Monday, June 04, 2007

SOLiD-ifying the next generation of sequencing

ABI announced today that it has has started delivering its SOLiD next generation sequencing instruments to early access customers and will take orders from other customers (anyone want to spot me $600K?). SOLiD uses the ligation sequencing scheme developed by George Church and colleagues.

Like most of the current crop of next generation sequencers (that is, those which might see action in the next couple of years), SOLiD utilizes the clonal amplification of DNA on beads.

One interesting twist of the SOLiD system is that every nucleotide is read twice. This should guarantee very high accuracy. Every DNA molecule on a given bead should have exactly the same sequence, but by having such redundancy one can reduce the amount of DNA on each bead -- meaning the beads can be very small.

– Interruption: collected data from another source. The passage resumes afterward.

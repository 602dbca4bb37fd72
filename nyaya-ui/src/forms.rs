//! Client-side form validation
//!
//! Forms are checked before any request is sent. Every failing field is
//! reported at once rather than stopping at the first.

use nyaya_common::models::{DocType, Language, NewCase, NewDocument, NewQuery, NewStudent};
use nyaya_common::validation::{is_valid_email, is_valid_mobile};
use std::collections::BTreeMap;
use std::fmt;

const FIR_REQUIRED: [&str; 5] = [
    "name",
    "address",
    "incident_date",
    "incident_place",
    "incident_description",
];
const RTI_REQUIRED: [&str; 4] = ["name", "address", "question_1", "department_name"];

/// Field-level validation failures, in the order they were found
#[derive(Debug, Clone, Default, PartialEq, Eq)]
pub struct FormErrors(Vec<(String, String)>);

impl FormErrors {
    pub fn new() -> Self {
        Self::default()
    }

    pub fn push(&mut self, field: &str, message: impl Into<String>) {
        self.0.push((field.to_string(), message.into()));
    }

    fn require(&mut self, field: &str, value: &str) {
        if value.trim().is_empty() {
            self.push(field, "is required");
        }
    }

    pub fn is_empty(&self) -> bool {
        self.0.is_empty()
    }

    pub fn len(&self) -> usize {
        self.0.len()
    }

    /// True when `field` has at least one error
    pub fn has(&self, field: &str) -> bool {
        self.0.iter().any(|(f, _)| f == field)
    }

    fn into_result<T>(self, value: T) -> Result<T, FormErrors> {
        if self.is_empty() {
            Ok(value)
        } else {
            Err(self)
        }
    }
}

impl fmt::Display for FormErrors {
    fn fmt(&self, f: &mut fmt::Formatter<'_>) -> fmt::Result {
        let joined: Vec<String> = self
            .0
            .iter()
            .map(|(field, message)| format!("{} {}", field, message))
            .collect();
        write!(f, "{}", joined.join("; "))
    }
}

impl std::error::Error for FormErrors {}

/// Free-text legal question
#[derive(Debug, Clone, Default)]
pub struct QueryForm {
    pub text: String,
    pub language: Language,
}

impl QueryForm {
    pub fn validate(&self) -> Result<NewQuery, FormErrors> {
        let mut errors = FormErrors::new();
        errors.require("query", &self.text);
        errors.into_result(NewQuery {
            query_text: self.text.trim().to_string(),
            language: self.language,
        })
    }
}

/// Student volunteer registration
#[derive(Debug, Clone, Default)]
pub struct StudentForm {
    pub name: String,
    pub email: String,
    pub college: String,
    /// Comma-separated list as typed
    pub skills: String,
}

impl StudentForm {
    pub fn validate(&self) -> Result<NewStudent, FormErrors> {
        let mut errors = FormErrors::new();
        errors.require("name", &self.name);
        errors.require("email", &self.email);
        errors.require("college", &self.college);
        if !self.email.trim().is_empty() && !is_valid_email(&self.email) {
            errors.push("email", "is not a valid email address");
        }

        errors.into_result(NewStudent {
            name: self.name.trim().to_string(),
            email: self.email.trim().to_string(),
            college: self.college.trim().to_string(),
            skills: parse_skills(&self.skills),
        })
    }
}

/// Split a comma list, dropping blanks
pub fn parse_skills(raw: &str) -> Vec<String> {
    raw.split(',')
        .map(str::trim)
        .filter(|s| !s.is_empty())
        .map(str::to_string)
        .collect()
}

#[derive(Debug, Clone, Default)]
pub struct CaseForm {
    pub title: String,
    pub description: String,
    pub category: String,
}

impl CaseForm {
    pub fn validate(&self) -> Result<NewCase, FormErrors> {
        let mut errors = FormErrors::new();
        errors.require("title", &self.title);
        errors.require("description", &self.description);
        errors.require("category", &self.category);
        errors.into_result(NewCase {
            title: self.title.trim().to_string(),
            description: self.description.trim().to_string(),
            category: self.category.trim().to_string(),
        })
    }
}

/// FIR or RTI generator input
#[derive(Debug, Clone)]
pub struct DocumentForm {
    pub doc_type: DocType,
    pub language: Language,
    pub details: BTreeMap<String, String>,
}

impl DocumentForm {
    pub fn new(doc_type: DocType) -> Self {
        Self {
            doc_type,
            language: Language::En,
            details: BTreeMap::new(),
        }
    }

    pub fn required_fields(doc_type: DocType) -> &'static [&'static str] {
        match doc_type {
            DocType::Fir => &FIR_REQUIRED,
            DocType::Rti => &RTI_REQUIRED,
        }
    }

    fn field(&self, key: &str) -> &str {
        self.details.get(key).map(|v| v.trim()).unwrap_or("")
    }

    pub fn validate(&self) -> Result<NewDocument, FormErrors> {
        let mut errors = FormErrors::new();
        for field in Self::required_fields(self.doc_type) {
            errors.require(field, self.field(field));
        }

        let mobile = self.field("mobile");
        if !mobile.is_empty() && !is_valid_mobile(mobile) {
            errors.push("mobile", "must be 10 digits");
        }
        let email = self.field("email");
        if !email.is_empty() && !is_valid_email(email) {
            errors.push("email", "is not a valid email address");
        }

        let mut details: BTreeMap<String, String> = self
            .details
            .iter()
            .map(|(k, v)| (k.clone(), v.trim().to_string()))
            .collect();
        details
            .entry("current_date".to_string())
            .or_insert_with(|| chrono::Local::now().format("%Y-%m-%d").to_string());

        errors.into_result(NewDocument {
            doc_type: self.doc_type.as_str().to_string(),
            language: self.language,
            details,
        })
    }
}

/// Parse `key=value` pairs; the value may itself contain `=`
pub fn parse_detail_pairs<S: AsRef<str>>(pairs: &[S]) -> Result<BTreeMap<String, String>, FormErrors> {
    let mut errors = FormErrors::new();
    let mut details = BTreeMap::new();

    for pair in pairs {
        let pair = pair.as_ref();
        match pair.split_once('=') {
            Some((key, value)) if !key.trim().is_empty() => {
                details.insert(key.trim().to_string(), value.to_string());
            }
            _ => errors.push("field", format!("'{}' is not key=value", pair)),
        }
    }

    errors.into_result(details)
}

#[cfg(test)]
mod tests {
    use super::*;

    fn fir_with(pairs: &[(&str, &str)]) -> DocumentForm {
        let mut form = DocumentForm::new(DocType::Fir);
        for (k, v) in pairs {
            form.details.insert(k.to_string(), v.to_string());
        }
        form
    }

    #[test]
    fn test_query_requires_text() {
        let form = QueryForm {
            text: "   ".to_string(),
            language: Language::En,
        };
        let errors = form.validate().unwrap_err();
        assert!(errors.has("query"));

        let form = QueryForm {
            text: " how to file rti ".to_string(),
            language: Language::Hi,
        };
        let query = form.validate().unwrap();
        assert_eq!(query.query_text, "how to file rti");
        assert_eq!(query.language, Language::Hi);
    }

    #[test]
    fn test_student_collects_all_errors() {
        let form = StudentForm {
            email: "nope".to_string(),
            ..StudentForm::default()
        };
        let errors = form.validate().unwrap_err();

        assert!(errors.has("name"));
        assert!(errors.has("college"));
        assert!(errors.has("email"));
        assert_eq!(errors.len(), 3);
    }

    #[test]
    fn test_student_skills_split() {
        let form = StudentForm {
            name: "Asha".to_string(),
            email: "asha@nls.ac.in".to_string(),
            college: "NLSIU".to_string(),
            skills: "Labour Law, , Tax ,".to_string(),
        };
        let student = form.validate().unwrap();
        assert_eq!(student.skills, vec!["Labour Law", "Tax"]);
    }

    #[test]
    fn test_case_form() {
        let errors = CaseForm::default().validate().unwrap_err();
        assert_eq!(errors.len(), 3);
        assert_eq!(
            errors.to_string(),
            "title is required; description is required; category is required"
        );
    }

    #[test]
    fn test_fir_required_fields() {
        let errors = fir_with(&[("name", "Ravi")]).validate().unwrap_err();
        assert!(!errors.has("name"));
        for field in ["address", "incident_date", "incident_place", "incident_description"] {
            assert!(errors.has(field), "missing error for {}", field);
        }
    }

    #[test]
    fn test_rti_required_fields() {
        let mut form = DocumentForm::new(DocType::Rti);
        form.details.insert("name".into(), "Ravi".into());
        form.details.insert("address".into(), "Pune".into());
        form.details.insert("question_1".into(), "Budget?".into());
        form.details.insert("department_name".into(), "PWD".into());

        let doc = form.validate().unwrap();
        assert_eq!(doc.doc_type, "RTI");
    }

    #[test]
    fn test_mobile_and_email_checked_when_present() {
        let complete = [
            ("name", "Ravi"),
            ("address", "Pune"),
            ("incident_date", "2026-10-01"),
            ("incident_place", "Station Road"),
            ("incident_description", "Bag snatched"),
        ];

        let mut pairs = complete.to_vec();
        pairs.push(("mobile", "98765"));
        pairs.push(("email", "ravi@"));
        let errors = fir_with(&pairs).validate().unwrap_err();
        assert!(errors.has("mobile"));
        assert!(errors.has("email"));

        let mut pairs = complete.to_vec();
        pairs.push(("mobile", "9876543210"));
        assert!(fir_with(&pairs).validate().is_ok());
    }

    #[test]
    fn test_current_date_filled() {
        let form = fir_with(&[
            ("name", "Ravi"),
            ("address", "Pune"),
            ("incident_date", "2026-10-01"),
            ("incident_place", "Station Road"),
            ("incident_description", "Bag snatched"),
        ]);
        let doc = form.validate().unwrap();
        let today = chrono::Local::now().format("%Y-%m-%d").to_string();
        assert_eq!(doc.details["current_date"], today);

        let mut form = form;
        form.details.insert("current_date".into(), "2026-01-26".into());
        assert_eq!(form.validate().unwrap().details["current_date"], "2026-01-26");
    }

    #[test]
    fn test_parse_detail_pairs() {
        let details =
            parse_detail_pairs(&["name=Ravi Kumar", "incident_description=a=b", " age =34"]).unwrap();
        assert_eq!(details["name"], "Ravi Kumar");
        assert_eq!(details["incident_description"], "a=b");
        assert_eq!(details["age"], "34");

        let errors = parse_detail_pairs(&["novalue", "=x"]).unwrap_err();
        assert_eq!(errors.len(), 2);
    }
}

Bio-IT World has a writeup on next generation sequencing that focuses on SOLiD (free!). They actually cover the wet side a surprising amount for an IT-focused mag, and even have photos of the development instrument. An interesting issue that the article brings up is that each SOLiD run is expected to generate one terabyte of image data. The SOLiD sequencer will come with a 10X dual core Linux cluster sporting 15 terabytes of storage. This is a major cost component of the instrument -- though it is worth noting that the IT side will be on the same spectacular performance/cost curve as the rest of the computer industry -- it's pointed out that 5 years ago such a cluster would be one of the 500 most power supercomputers in the world; in a handful of years I'll probably be requisitioning laptop with similar power.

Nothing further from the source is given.